There are days where it’s far less than effortless to find something to photograph. It’s not everyday that the gratitudes flow through without any obstacles or egos to pierce. But it’s on these days that finding a picture worth taking is like taking a sledge hammer to the obstacles. Something as simple as morning light being music to the plants, giving them a dance floor on the walls or the device break and thumb sucking that she so desperately is wanting to let go of… that last little piece of being my baby girl clinging on for dear life. These are the days, these are the pictures, that remind me that it’s okay to see the simplicity in the day. To embrace the nothingness that some of these days are bringing. The beauty hides beneath the surface and once it’s exposed, it’s impossible to unsee.
Never in my life would I have expected to see this. I went on my walk today to see a drastic spike in mask wearing. Something that was mocked a week before and days later would be mandated. My walk was filled with gratitude, smelling everyone’s dinners seeping from the previously lonely houses, the fresh cut grass, the cardinals singing. Only to be interrupted by a sudden onset of grief that was find itself stubbornly lodged in my throat to only escape through tears. Grief found in the 6 feet of distance. Grief found in the masks.

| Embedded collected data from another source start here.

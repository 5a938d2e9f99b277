//! Stage orchestrator for the unlock gate.
//!
//! ```text
//! ┌──────────────────┐ sequence ┌───────────┐ cleared ┌────────────┐ accepted ┌──────────┐
//! │ AwaitingSequence │─────────>│ Challenge │────────>│ Passphrase │─────────>│ Unlocked │
//! └──────────────────┘          └───────────┘         └────────────┘          └──────────┘
//!          ^                          │ timeout            │ mismatch / lockout
//!          └──────────────────────────┘                    └──> stays in Passphrase
//! ```
//!
//! A [`Gate`] runs as one tokio task and handles inputs strictly one at a
//! time. Timers, cosmetic delays and digest computation report back through an
//! internal channel tagged with the epoch they were started in; anything that
//! arrives after the stage moved on is dropped. Reset leads back to
//! `AwaitingSequence` from any stage.
//!
//! The lockout countdown belongs to the verifier, not the stage. It keeps
//! ticking across transitions until the lockout ends.

use std::{sync::Arc, time::Duration};

use anyhow::{anyhow, Result};
use rand::{rngs::StdRng, RngCore, SeedableRng};
use shared::{
    domain::{InputEvent, InputOrigin, StageId},
    error::{GateError, RejectionReason},
    protocol::{GateInput, GateSignal, GateSnapshot},
};
use tokio::{
    sync::{broadcast, mpsc, watch},
    time::Instant,
};
use tracing::{debug, info, warn};

use crate::{
    challenge::{ChallengeController, ChallengeOutcome, ChallengeStep},
    config::GateConfig,
    passphrase::{digest_hex, LockoutPolicy, PassphraseVerifier, VerifyOutcome},
    scheduler::{spawn_once, spawn_periodic, ScheduledTask},
    sequence::SequenceMatcher,
    Effects, FlagStore, MemoryFlagStore, SilentEffects,
};

const COUNTDOWN_PERIOD: Duration = Duration::from_secs(1);
const LOCKOUT_DISPLAY_PERIOD: Duration = Duration::from_secs(1);
const SIGNAL_CAPACITY: usize = 256;

pub struct GateDeps {
    pub flags: Arc<dyn FlagStore>,
    pub effects: Arc<dyn Effects>,
    pub rng: Box<dyn RngCore + Send>,
}

impl GateDeps {
    pub fn in_memory() -> Self {
        Self {
            flags: Arc::new(MemoryFlagStore::default()),
            effects: Arc::new(SilentEffects),
            rng: Box::new(StdRng::from_entropy()),
        }
    }

    pub fn with_flags(mut self, flags: Arc<dyn FlagStore>) -> Self {
        self.flags = flags;
        self
    }

    pub fn with_effects(mut self, effects: Arc<dyn Effects>) -> Self {
        self.effects = effects;
        self
    }

    pub fn with_rng(mut self, rng: impl RngCore + Send + 'static) -> Self {
        self.rng = Box::new(rng);
        self
    }
}

#[derive(Debug, Clone, Copy, PartialEq, Eq)]
enum Deferred {
    EnterPassphrase,
    RevertToSequence,
    EnterUnlocked,
}

impl Deferred {
    fn expected_stage(self) -> StageId {
        match self {
            Self::EnterPassphrase | Self::RevertToSequence => StageId::Challenge,
            Self::EnterUnlocked => StageId::Passphrase,
        }
    }

    fn label(self) -> &'static str {
        match self {
            Self::EnterPassphrase => "enter_passphrase",
            Self::RevertToSequence => "revert_to_sequence",
            Self::EnterUnlocked => "enter_unlocked",
        }
    }
}

enum Internal {
    CountdownTick { epoch: u64 },
    LockoutTick { generation: u64 },
    AmbientPulse { epoch: u64, beat: u64 },
    Deferred { epoch: u64, step: Deferred },
    DigestReady { epoch: u64, digest: String },
}

/// Tasks scoped to the current stage. All of them go on every transition.
#[derive(Default)]
struct StageTasks {
    countdown: Option<ScheduledTask>,
    deferred: Option<ScheduledTask>,
    digest: Option<ScheduledTask>,
    ambient: Option<ScheduledTask>,
}

impl StageTasks {
    fn cancel_all(&mut self) {
        *self = Self::default();
    }

    fn active_count(&self) -> usize {
        [
            &self.countdown,
            &self.deferred,
            &self.digest,
            &self.ambient,
        ]
        .into_iter()
        .filter(|task| matches!(task, Some(task) if !task.is_finished()))
        .count()
    }
}

#[derive(Clone)]
pub struct GateHandle {
    inputs: mpsc::UnboundedSender<GateInput>,
    signals: broadcast::Sender<GateSignal>,
    snapshots: watch::Receiver<GateSnapshot>,
}

impl GateHandle {
    pub fn send(&self, input: GateInput) -> Result<()> {
        self.inputs
            .send(input)
            .map_err(|_| anyhow!("unlock gate is no longer running"))
    }

    pub fn press(&self, event: InputEvent) -> Result<()> {
        self.send(GateInput::Key { event })
    }

    pub fn record_action(&self) -> Result<()> {
        self.send(GateInput::ChallengeAction)
    }

    pub fn submit(&self, guess: impl Into<String>) -> Result<()> {
        self.submit_with_origin(guess, InputOrigin::Typed)
    }

    pub fn submit_with_origin(&self, guess: impl Into<String>, origin: InputOrigin) -> Result<()> {
        self.send(GateInput::SubmitPassphrase {
            guess: guess.into(),
            origin,
        })
    }

    pub fn reset(&self) -> Result<()> {
        self.send(GateInput::Reset)
    }

    pub fn subscribe(&self) -> broadcast::Receiver<GateSignal> {
        self.signals.subscribe()
    }

    pub fn snapshot(&self) -> GateSnapshot {
        self.snapshots.borrow().clone()
    }

    pub fn watch(&self) -> watch::Receiver<GateSnapshot> {
        self.snapshots.clone()
    }
}

pub struct Gate {
    config: GateConfig,
    stage: StageId,
    epoch: u64,
    matcher: SequenceMatcher,
    challenge: ChallengeController,
    verifier: PassphraseVerifier,
    verification_pending: bool,
    unlock_pending: bool,
    status: String,
    deps: GateDeps,
    tasks: StageTasks,
    lockout_display: Option<ScheduledTask>,
    lockout_generation: u64,
    internal_tx: mpsc::UnboundedSender<Internal>,
    signals: broadcast::Sender<GateSignal>,
    snapshots: watch::Sender<GateSnapshot>,
}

Our life is divided, evenly, in light and shadows right now. It’s how it feels to me, anyway. In the same frame, there are intense gratitudes and joys met with fears and unknowns. They are so intertwined right it’s sometimes hard to even discern what it is I’m feeling. One thing I know is that we have a choice of where we want to stand. We don’t have a choice of what shows up in the frame, but you can decide if you want to stand in the light or the shadows. You even get to choose if the shadows fall behind you or in front of you. Choose.